The Eameses had been working on techniques to mold and bend plywood, and they were able to come up with this splint design — conforming to the body without a lot of extra joints and parts. The wood design became a secure, lightweight, nest-able solution, and they produced more than 150,000 such splints for the Navy.
Over the next decade, the Eameses would go on to refine their wood-molding process to create both sculpture and functional design pieces, most notably, this celebrated chair:
Graham Pullin, in his book, Design Meets Disability, cites this story as an example of a seemingly specialized design problem — improving a battlefield medical aid for wounded soldiers — that inspired a whole aesthetic in modernist furnishings. The chairs launched a thousand imitators, and a new ethos of simple, organic lines in household objects.
It’s easy to assume that such innovation would more often happen in reverse: that a generalized design solution would “trickle down” to the narrow confines of adaptive and assistive aids. But, as Pullin points out, this example suggests that disability concerns are in fact an overlooked source of rich aesthetic ideas, with relevance and impact for design far beyond their immediate starting point.
More than that, I think this story demonstrates why everyone should pay more attention to matters of disability.
You might imagine that “disability studies” is just one more category of identity research that’s been created primarily for political advocacy, interesting only to those directly affected by issues of accessibility, accommodation, or special rights. But “disabled-ness” is another matter altogether. There are at least two big reasons why disability concerns are everyone’s concerns.
First, it’s a false divide to make a we/them: either able-minded, able-bodied, or disabled. After all, how cultures define, think about, and treat those who currently have marked disabilities is how all its future citizens may well be perceived if and when those who are able-bodied become less abled than they are now: by age, degeneration, or some sudden — or gradual — change in physical or mental capacities. All people, over the course of their lives, traffic between times of relative independence and dependence. So the questions cultures ask, the technologies they invent, and how those technologies broadcast a message about their users — weakness and strength, agency and passivity — are critical ones. And they’re not just questions for scientists and policy-makers; they’re aesthetic questions too.

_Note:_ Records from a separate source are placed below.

//! Declarative validation of the listing draft
//!
//! Every field is checked against a fixed rule table; each field
//! surfaces the first violated rule's message. Validation is a pure
//! function of the current field values and is re-run on every change.

use std::fmt;

use super::types::ListingForm;

/// A draft field
#[derive(Debug, Clone, Copy, PartialEq, Eq, Hash)]
pub enum Field {
    Name,
    Model,
    Year,
    Km,
    Price,
    City,
    Whatsapp,
    Description,
}

impl Field {
    /// All draft fields, in display order
    pub const ALL: [Field; 8] = [
        Field::Name,
        Field::Model,
        Field::Year,
        Field::Km,
        Field::Price,
        Field::City,
        Field::Whatsapp,
        Field::Description,
    ];
}

impl fmt::Display for Field {
    fn fmt(&self, f: &mut fmt::Formatter<'_>) -> fmt::Result {
        let name = match self {
            Field::Name => "name",
            Field::Model => "model",
            Field::Year => "year",
            Field::Km => "km",
            Field::Price => "price",
            Field::City => "city",
            Field::Whatsapp => "whatsapp",
            Field::Description => "description",
        };
        write!(f, "{}", name)
    }
}

/// A single rule a field value must satisfy
#[derive(Debug, Clone, Copy)]
enum Check {
    /// The value must be non-empty
    Required,

    /// The value must be ASCII digits only, with a length in range
    Digits { min: usize, max: usize },
}

impl Check {
    fn passes(&self, value: &str) -> bool {
        match self {
            Check::Required => !value.is_empty(),
            Check::Digits { min, max } => {
                (*min..=*max).contains(&value.len())
                    && value.chars().all(|c| c.is_ascii_digit())
            }
        }
    }
}

/// One entry of the rule table
struct Rule {
    field: Field,
    check: Check,
    message: &'static str,
}

/// The whole-form validation schema
///
/// Rules are evaluated top to bottom per field; the first failure wins.
const SCHEMA: &[Rule] = &[
    Rule { field: Field::Name, check: Check::Required, message: "The name is required" },
    Rule { field: Field::Model, check: Check::Required, message: "The model is required" },
    Rule { field: Field::Year, check: Check::Required, message: "The year is required" },
    Rule { field: Field::Km, check: Check::Required, message: "The mileage is required" },
    Rule { field: Field::Price, check: Check::Required, message: "The price is required" },
    Rule { field: Field::City, check: Check::Required, message: "The city is required" },
    Rule { field: Field::Whatsapp, check: Check::Required, message: "The phone is required" },
    Rule {
        field: Field::Whatsapp,
        check: Check::Digits { min: 11, max: 12 },
        message: "Invalid phone number",
    },
    Rule {
        field: Field::Description,
        check: Check::Required,
        message: "The description is required",
    },
];

/// A violated rule for one field
#[derive(Debug, Clone, Copy, PartialEq, Eq)]
pub struct FieldError {
    /// The field that failed
    pub field: Field,

    /// Human-readable message of the first violated rule
    pub message: &'static str,
}

impl fmt::Display for FieldError {
    fn fmt(&self, f: &mut fmt::Formatter<'_>) -> fmt::Result {
        write!(f, "{}: {}", self.field, self.message)
    }
}

/// All current field errors of a draft
#[derive(Debug, Clone, Default, PartialEq, Eq)]
pub struct ValidationErrors(Vec<FieldError>);

impl ValidationErrors {
    /// The individual field errors
    pub fn errors(&self) -> &[FieldError] {
        &self.0
    }

    /// The current error for one field, if any
    pub fn for_field(&self, field: Field) -> Option<&FieldError> {
        self.0.iter().find(|e| e.field == field)
    }

    pub fn is_empty(&self) -> bool {
        self.0.is_empty()
    }
}

impl fmt::Display for ValidationErrors {
    fn fmt(&self, f: &mut fmt::Formatter<'_>) -> fmt::Result {
        let parts: Vec<String> = self.0.iter().map(|e| e.to_string()).collect();
        write!(f, "{}", parts.join(", "))
    }
}

impl ListingForm {
    fn value(&self, field: Field) -> &str {
        match field {
            Field::Name => &self.name,
            Field::Model => &self.model,
            Field::Year => &self.year,
            Field::Km => &self.km,
            Field::Price => &self.price,
            Field::City => &self.city,
            Field::Whatsapp => &self.whatsapp,
            Field::Description => &self.description,
        }
    }

    /// The first violated rule for one field, if any
    pub fn validate_field(&self, field: Field) -> Option<FieldError> {
        SCHEMA
            .iter()
            .filter(|rule| rule.field == field)
            .find(|rule| !rule.check.passes(self.value(field)))
            .map(|rule| FieldError {
                field: rule.field,
                message: rule.message,
            })
    }

    /// Validate the whole draft against the rule table
    pub fn validate(&self) -> Result<(), ValidationErrors> {
        let errors: Vec<FieldError> = Field::ALL
            .iter()
            .filter_map(|field| self.validate_field(*field))
            .collect();

        if errors.is_empty() {
            Ok(())
        } else {
            Err(ValidationErrors(errors))
        }
    }

    /// Whether the whole draft currently passes validation
    pub fn is_valid(&self) -> bool {
        self.validate().is_ok()
    }
}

Second, in many cultures — and certainly in the US — a pervasive, near-obsession with averages and statistical norms about bodies and capacities has become a naturalized form of describing both individuals and populations. But this way of measuring people and populations is historically very recent, and worth reconsidering.
Disability studies scholar Lennard Davis writes,
“. . . before the nineteenth century in Western culture, the concept of the ‘ideal’ was the regnant paradigm in relation to all bodies, so all bodies were less than ideal. The introduction of the concept of normality, however, created an imperative to be normal, as the eugenics movement proved by enshrining the bell curve (also known as the ‘normal curve’) as the umbrella under whose demanding peak we should all stand. With the introduction of the bell curve came the notion of ‘abnormal’ bodies. And the rest is history.” Bending Over Backwards: Disability, Dismodernism, and other Difficult Positions
You all know the bell curve, of course.
It’s the source of all talk about how individuals measure up, relative to others. In case you doubt this obsession, I invite you to witness the conversation among parents of young children: It’s all percentiles, and milestones, and being “ahead of the curve” with respect to each month of a child’s development. Exceptional normal-ness is what they prize above all else, and it’s these measurements that can reassure anxious caregivers, despite little correlation between these measures and a lifetime of wellness, healthy relationships, or sustaining work.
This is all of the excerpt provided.